Обдернул пиджачок и выходит вперед.

— А ну вас, — говорит, — ко псам! Раздумал я золотом торговать.

Вот тут-то японцы себя показали. Срезали Савушке кожу на пальцах, опустили руки в царскую водку. Ни слова Савушка не сказал, только скрипнул зубами. Желчь лягушачью в жилу ввели, в угли горящие ногами поставили — и то промолчал.

Залечили — и снова. Бьются месяц, бьются другой: то шоколадом накормят, то керосина в ноздри нальют, а все не могут Савушкина характера одолеть. У генерала Ину от тихой злости лишаи по телу пошли.

Подойдет к камере, глянет на Савушку и посинеет в лице.

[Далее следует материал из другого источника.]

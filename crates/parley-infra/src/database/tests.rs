use parley_core::StoreError;
use parley_core::ports::{Direction, Document, DocumentStore};
use sea_orm::{DatabaseBackend, MockDatabase, MockExecResult, Transaction};
use serde_json::json;

use crate::database::PostgresDocumentStore;
use crate::database::entity::document;
use crate::database::postgres_store::{ARRAY_REMOVE_SQL, ARRAY_UNION_SQL};

fn row(id: &str, body: serde_json::Value, version: i64) -> document::Model {
    document::Model {
        collection: "posts".to_owned(),
        id: id.to_owned(),
        body,
        version,
    }
}

fn affected(rows: u64) -> MockExecResult {
    MockExecResult {
        last_insert_id: 0,
        rows_affected: rows,
    }
}

#[tokio::test]
async fn test_get_document() {
    let db = MockDatabase::new(DatabaseBackend::Postgres)
        .append_query_results([vec![row("p1", json!({ "content": "hello" }), 3)]])
        .into_connection();

    let store = PostgresDocumentStore::new(db);
    let snapshot = store.get("posts", "p1").await.unwrap().unwrap();

    assert_eq!(snapshot.id, "p1");
    assert_eq!(snapshot.data["content"], "hello");
    assert_eq!(snapshot.version, 3);
}

#[tokio::test]
async fn test_get_rejects_non_object_body() {
    let db = MockDatabase::new(DatabaseBackend::Postgres)
        .append_query_results([vec![row("p1", json!([1, 2]), 1)]])
        .into_connection();

    let store = PostgresDocumentStore::new(db);
    let result = store.get("posts", "p1").await;

    assert!(matches!(result, Err(StoreError::Malformed(_))));
}

#[tokio::test]
async fn test_array_union_on_missing_row_is_not_found() {
    let db = MockDatabase::new(DatabaseBackend::Postgres)
        .append_exec_results([affected(0)])
        .into_connection();

    let store = PostgresDocumentStore::new(db);
    let result = store
        .array_union("posts", "gone", "comments", json!({ "id": "c1" }))
        .await;

    assert!(matches!(result, Err(StoreError::NotFound)));
}

fn single_statement(sql: &str, values: Vec<sea_orm::Value>) -> Vec<Transaction> {
    vec![Transaction::from_sql_and_values(
        DatabaseBackend::Postgres,
        sql,
        values,
    )]
}

#[tokio::test]
async fn test_array_union_is_one_statement() {
    let db = MockDatabase::new(DatabaseBackend::Postgres)
        .append_exec_results([affected(1)])
        .into_connection();

    let store = PostgresDocumentStore::new(db);
    let element = json!({ "id": "c1" });
    store
        .array_union("posts", "p1", "comments", element.clone())
        .await
        .unwrap();

    assert!(ARRAY_UNION_SQL.contains("SET body = jsonb_set("));
    assert_eq!(
        store.db.into_transaction_log(),
        single_statement(
            ARRAY_UNION_SQL,
            vec!["comments".into(), element.into(), "posts".into(), "p1".into()],
        )
    );
}

#[tokio::test]
async fn test_array_remove_is_one_statement() {
    let db = MockDatabase::new(DatabaseBackend::Postgres)
        .append_exec_results([affected(1)])
        .into_connection();

    let store = PostgresDocumentStore::new(db);
    let element = json!({ "id": "c1" });
    store
        .array_remove("posts", "p1", "comments", element.clone())
        .await
        .unwrap();

    assert!(ARRAY_REMOVE_SQL.contains("jsonb_set("));
    assert_eq!(
        store.db.into_transaction_log(),
        single_statement(
            ARRAY_REMOVE_SQL,
            vec!["comments".into(), element.into(), "posts".into(), "p1".into()],
        )
    );
}

#[tokio::test]
async fn test_update_if_version_reports_mismatch() {
    let db = MockDatabase::new(DatabaseBackend::Postgres)
        .append_exec_results([affected(0)])
        .append_query_results([vec![row("p1", json!({}), 7)]])
        .into_connection();

    let store = PostgresDocumentStore::new(db);
    let result = store
        .update_if_version("posts", "p1", Document::new(), 3)
        .await;

    assert!(matches!(
        result,
        Err(StoreError::VersionMismatch {
            expected: 3,
            found: 7
        })
    ));
}

#[tokio::test]
async fn test_update_if_version_on_missing_row() {
    let db = MockDatabase::new(DatabaseBackend::Postgres)
        .append_exec_results([affected(0)])
        .append_query_results([Vec::<document::Model>::new()])
        .into_connection();

    let store = PostgresDocumentStore::new(db);
    let result = store
        .update_if_version("posts", "p1", Document::new(), 3)
        .await;

    assert!(matches!(result, Err(StoreError::NotFound)));
}

#[tokio::test]
async fn test_query_ordered_returns_rows_in_database_order() {
    let db = MockDatabase::new(DatabaseBackend::Postgres)
        .append_query_results([vec![
            row("new", json!({ "createdAt": "2024-06-01T00:00:00.000Z" }), 1),
            row("old", json!({ "createdAt": "2024-01-01T00:00:00.000Z" }), 1),
        ]])
        .into_connection();

    let store = PostgresDocumentStore::new(db);
    let ids: Vec<_> = store
        .query_ordered("posts", "createdAt", Direction::Descending)
        .await
        .unwrap()
        .into_iter()
        .map(|s| s.id)
        .collect();

    assert_eq!(ids, vec!["new", "old"]);
}

#[tokio::test]
async fn test_delete_missing_row() {
    let db = MockDatabase::new(DatabaseBackend::Postgres)
        .append_exec_results([affected(0)])
        .into_connection();

    let store = PostgresDocumentStore::new(db);
    assert!(matches!(
        store.delete("posts", "nope").await,
        Err(StoreError::NotFound)
    ));
}
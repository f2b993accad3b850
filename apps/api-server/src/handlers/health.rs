//! Health check endpoint.

use actix_web::{HttpResponse, web};
use serde::Serialize;

use crate::state::AppState;

#[derive(Serialize)]
pub struct HealthResponse {
    pub status: &'static str,
    pub version: &'static str,
    pub store: &'static str,
    pub timestamp: String,
}

/// Health check endpoint - returns server status.
///
/// GET /api/health
pub async fn health_check(state: web::Data<AppState>) -> HttpResponse {
    let (store, healthy) = match &state.db {
        Some(db) => ("postgres", ping(db).await),
        None => ("memory", true),
    };

    let response = HealthResponse {
        status: if healthy { "ok" } else { "degraded" },
        version: env!("CARGO_PKG_VERSION"),
        store,
        timestamp: chrono::Utc::now().to_rfc3339(),
    };

    if healthy {
        HttpResponse::Ok().json(response)
    } else {
        HttpResponse::ServiceUnavailable().json(response)
    }
}

#[cfg(feature = "postgres")]
async fn ping(db: &parley_infra::DatabaseConnections) -> bool {
    match db.main.ping().await {
        Ok(()) => true,
        Err(e) => {
            tracing::warn!(error = %e, "Database ping failed");
            false
        }
    }
}

#[cfg(not(feature = "postgres"))]
async fn ping(_db: &parley_infra::DatabaseConnections) -> bool {
    true
}
use serde::{Deserialize, Serialize};

use super::{Authored, Comment};

/// Post entity - a short moderated text with its flat comment list.
#[derive(Debug, Clone, PartialEq, Eq, Serialize, Deserialize)]
#[serde(rename_all = "camelCase")]
pub struct Post {
    pub id: String,
    pub content: String,
    pub author_id: String,
    pub author_email: String,
    pub created_at: String,
    #[serde(default)]
    pub comments: Vec<Comment>,
}

impl Authored for Post {
    fn author_id(&self) -> &str {
        &self.author_id
    }
}
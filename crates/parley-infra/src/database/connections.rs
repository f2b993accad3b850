use std::time::Duration;

#[cfg(feature = "postgres")]
use sea_orm::{ConnectOptions, Database, DbConn, DbErr};

/// Configuration for the document database.
#[derive(Debug, Clone)]
pub struct DatabaseConfig {
    pub url: String,
    pub max_connections: u32,
    pub min_connections: u32,
    pub connect_timeout: Duration,
}

/// Process-wide database handle, created once at startup.
#[cfg(feature = "postgres")]
pub struct DatabaseConnections {
    pub main: DbConn,
}

#[cfg(not(feature = "postgres"))]
pub struct DatabaseConnections;

#[cfg(feature = "postgres")]
impl DatabaseConnections {
    /// Open the connection pool.
    pub async fn init(config: &DatabaseConfig) -> Result<Self, DbErr> {
        tracing::info!("Initializing database connections...");

        let opts = ConnectOptions::new(&config.url)
            .max_connections(config.max_connections)
            .min_connections(config.min_connections)
            .connect_timeout(config.connect_timeout)
            .idle_timeout(Duration::from_secs(300))
            .sqlx_logging(false)
            .to_owned();

        let main = Database::connect(opts).await?;
        tracing::info!(
            pool = config.max_connections,
            "Document database connected"
        );

        Ok(Self { main })
    }
}
//! In-memory document store - used when no database is configured and in tests.

use std::cmp::Ordering;
use std::collections::HashMap;

use async_trait::async_trait;
use serde_json::Value;
use tokio::sync::RwLock;

use parley_core::StoreError;
use parley_core::ports::{Direction, Document, DocumentSnapshot, DocumentStore};

use super::generate_document_id;

struct StoredDocument {
    data: Document,
    version: u64,
    /// Insertion sequence, the tie-breaker for ordered queries.
    seq: u64,
}

#[derive(Default)]
struct Collections {
    docs: HashMap<String, HashMap<String, StoredDocument>>,
    next_seq: u64,
}

impl Collections {
    fn doc_mut(&mut self, collection: &str, id: &str) -> Result<&mut StoredDocument, StoreError> {
        self.docs
            .get_mut(collection)
            .and_then(|c| c.get_mut(id))
            .ok_or(StoreError::NotFound)
    }
}

/// In-memory document store backed by a HashMap behind an async RwLock.
///
/// Every mutation takes the write lock for its whole duration, which gives
/// the same per-call atomicity a real document store provides server-side.
/// Data is lost on process restart.
pub struct InMemoryDocumentStore {
    inner: RwLock<Collections>,
}

impl InMemoryDocumentStore {
    pub fn new() -> Self {
        Self {
            inner: RwLock::new(Collections::default()),
        }
    }

    /// Insert a document under a caller-chosen id, replacing any existing one.
    /// Handy for seeding records in shapes the service itself never writes.
    pub async fn insert_with_id(&self, collection: &str, id: &str, data: Document) {
        let mut inner = self.inner.write().await;
        let seq = inner.next_seq;
        inner.next_seq += 1;
        inner.docs.entry(collection.to_string()).or_default().insert(
            id.to_string(),
            StoredDocument {
                data,
                version: 1,
                seq,
            },
        );
    }
}

impl Default for InMemoryDocumentStore {
    fn default() -> Self {
        Self::new()
    }
}

fn merge(target: &mut Document, patch: Document) {
    for (key, value) in patch {
        target.insert(key, value);
    }
}

/// Cross-type ordering: missing/null < bool < number < string < array < object.
fn compare_fields(a: Option<&Value>, b: Option<&Value>) -> Ordering {
    fn rank(v: Option<&Value>) -> u8 {
        match v {
            None | Some(Value::Null) => 0,
            Some(Value::Bool(_)) => 1,
            Some(Value::Number(_)) => 2,
            Some(Value::String(_)) => 3,
            Some(Value::Array(_)) => 4,
            Some(Value::Object(_)) => 5,
        }
    }

    match (a, b) {
        (Some(Value::Bool(x)), Some(Value::Bool(y))) => x.cmp(y),
        (Some(Value::Number(x)), Some(Value::Number(y))) => {
            let (x, y) = (x.as_f64().unwrap_or(0.0), y.as_f64().unwrap_or(0.0));
            x.partial_cmp(&y).unwrap_or(Ordering::Equal)
        }
        (Some(Value::String(x)), Some(Value::String(y))) => x.cmp(y),
        _ => rank(a).cmp(&rank(b)),
    }
}

#[async_trait]
impl DocumentStore for InMemoryDocumentStore {
    fn new_id(&self) -> String {
        generate_document_id()
    }

    async fn add(&self, collection: &str, data: Document) -> Result<String, StoreError> {
        let id = self.new_id();
        self.insert_with_id(collection, &id, data).await;
        Ok(id)
    }

    async fn get(
        &self,
        collection: &str,
        id: &str,
    ) -> Result<Option<DocumentSnapshot>, StoreError> {
        let inner = self.inner.read().await;
        Ok(inner
            .docs
            .get(collection)
            .and_then(|c| c.get(id))
            .map(|doc| DocumentSnapshot {
                id: id.to_string(),
                data: doc.data.clone(),
                version: doc.version,
            }))
    }

    async fn update(&self, collection: &str, id: &str, patch: Document) -> Result<(), StoreError> {
        let mut inner = self.inner.write().await;
        let doc = inner.doc_mut(collection, id)?;
        merge(&mut doc.data, patch);
        doc.version += 1;
        Ok(())
    }

    async fn update_if_version(
        &self,
        collection: &str,
        id: &str,
        patch: Document,
        expected_version: u64,
    ) -> Result<(), StoreError> {
        let mut inner = self.inner.write().await;
        let doc = inner.doc_mut(collection, id)?;
        if doc.version != expected_version {
            return Err(StoreError::VersionMismatch {
                expected: expected_version,
                found: doc.version,
            });
        }
        merge(&mut doc.data, patch);
        doc.version += 1;
        Ok(())
    }

    async fn delete(&self, collection: &str, id: &str) -> Result<(), StoreError> {
        let mut inner = self.inner.write().await;
        inner
            .docs
            .get_mut(collection)
            .and_then(|c| c.remove(id))
            .map(|_| ())
            .ok_or(StoreError::NotFound)
    }

    async fn array_union(
        &self,
        collection: &str,
        id: &str,
        field: &str,
        element: Value,
    ) -> Result<(), StoreError> {
        let mut inner = self.inner.write().await;
        let doc = inner.doc_mut(collection, id)?;
        match doc.data.get_mut(field) {
            Some(Value::Array(items)) => {
                if !items.contains(&element) {
                    items.push(element);
                }
            }
            _ => {
                doc.data
                    .insert(field.to_string(), Value::Array(vec![element]));
            }
        }
        doc.version += 1;
        Ok(())
    }

    async fn array_remove(
        &self,
        collection: &str,
        id: &str,
        field: &str,
        element: Value,
    ) -> Result<(), StoreError> {
        let mut inner = self.inner.write().await;
        let doc = inner.doc_mut(collection, id)?;
        if let Some(Value::Array(items)) = doc.data.get_mut(field) {
            items.retain(|item| item != &element);
        }
        doc.version += 1;
        Ok(())
    }

    async fn query_ordered(
        &self,
        collection: &str,
        field: &str,
        direction: Direction,
    ) -> Result<Vec<DocumentSnapshot>, StoreError> {
        let inner = self.inner.read().await;
        let Some(docs) = inner.docs.get(collection) else {
            return Ok(Vec::new());
        };

        let mut rows: Vec<(&String, &StoredDocument)> = docs.iter().collect();
        rows.sort_by(|(_, a), (_, b)| {
            let by_field = compare_fields(a.data.get(field), b.data.get(field));
            let by_field = match direction {
                Direction::Ascending => by_field,
                Direction::Descending => by_field.reverse(),
            };
            by_field.then(a.seq.cmp(&b.seq))
        });

        Ok(rows
            .into_iter()
            .map(|(id, doc)| DocumentSnapshot {
                id: id.clone(),
                data: doc.data.clone(),
                version: doc.version,
            })
            .collect())
    }
}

Между тем войска вперед продвигаются. Через Саянские горы, через Яблоновый хребет… сколько сапог износили, сколько патронов извели, сказать невозможно!.. Наконец, пробились и залегли в тайге, недалеко от японского лагеря.

Видят японцы, что Савушку ничем нельзя взять: он всякую тайную подлость, как белка пустой орех, предугадывает.

Вызвали главного химика. Генерал Ину-сан спрашивает:

— А ну, какие есть новые газы?

Тот докладывает:

— Иприт-самдерит, тило-третило, купоросный карбид. Сжигает роту в четыре минуты.

— Нет, не то…

— Тогда бим-бомо-бромо-кислый экстракт пополам с мышьяком. Ужасная сила. Десять лет на том месте трава не растет!

— Это старо. Нет ли того газа, чтобы от него человеческая совесть окривела?

Тут-то химик и сел.

— Нет, — говорит, — до этого наша наука еще не дошла, не берусь.

— Ну, так вот тебе трое суток сроку: или орден коршуна трех степеней, или один конец — харакири.

Ладно. Вскоре приносит химик черный баллон.

— Вот он, — кричит, — умослабительный ангидрид! В тюрьме на смертниках испытал. Отцов продали! Все тайны свои разболтали!

Взяли и усыпили тем газом Савушку. А на ночь возле койки посадили двух писарей, чтобы бред больного записать.

До полуночи Савушка еще так-сяк крепился, только зубами тихонько поскрипывал. А там дошел газ до самых центров. Крякнул Савушка и понес. Чешет и чешет, точно из пулемета. Писарей всех замучил.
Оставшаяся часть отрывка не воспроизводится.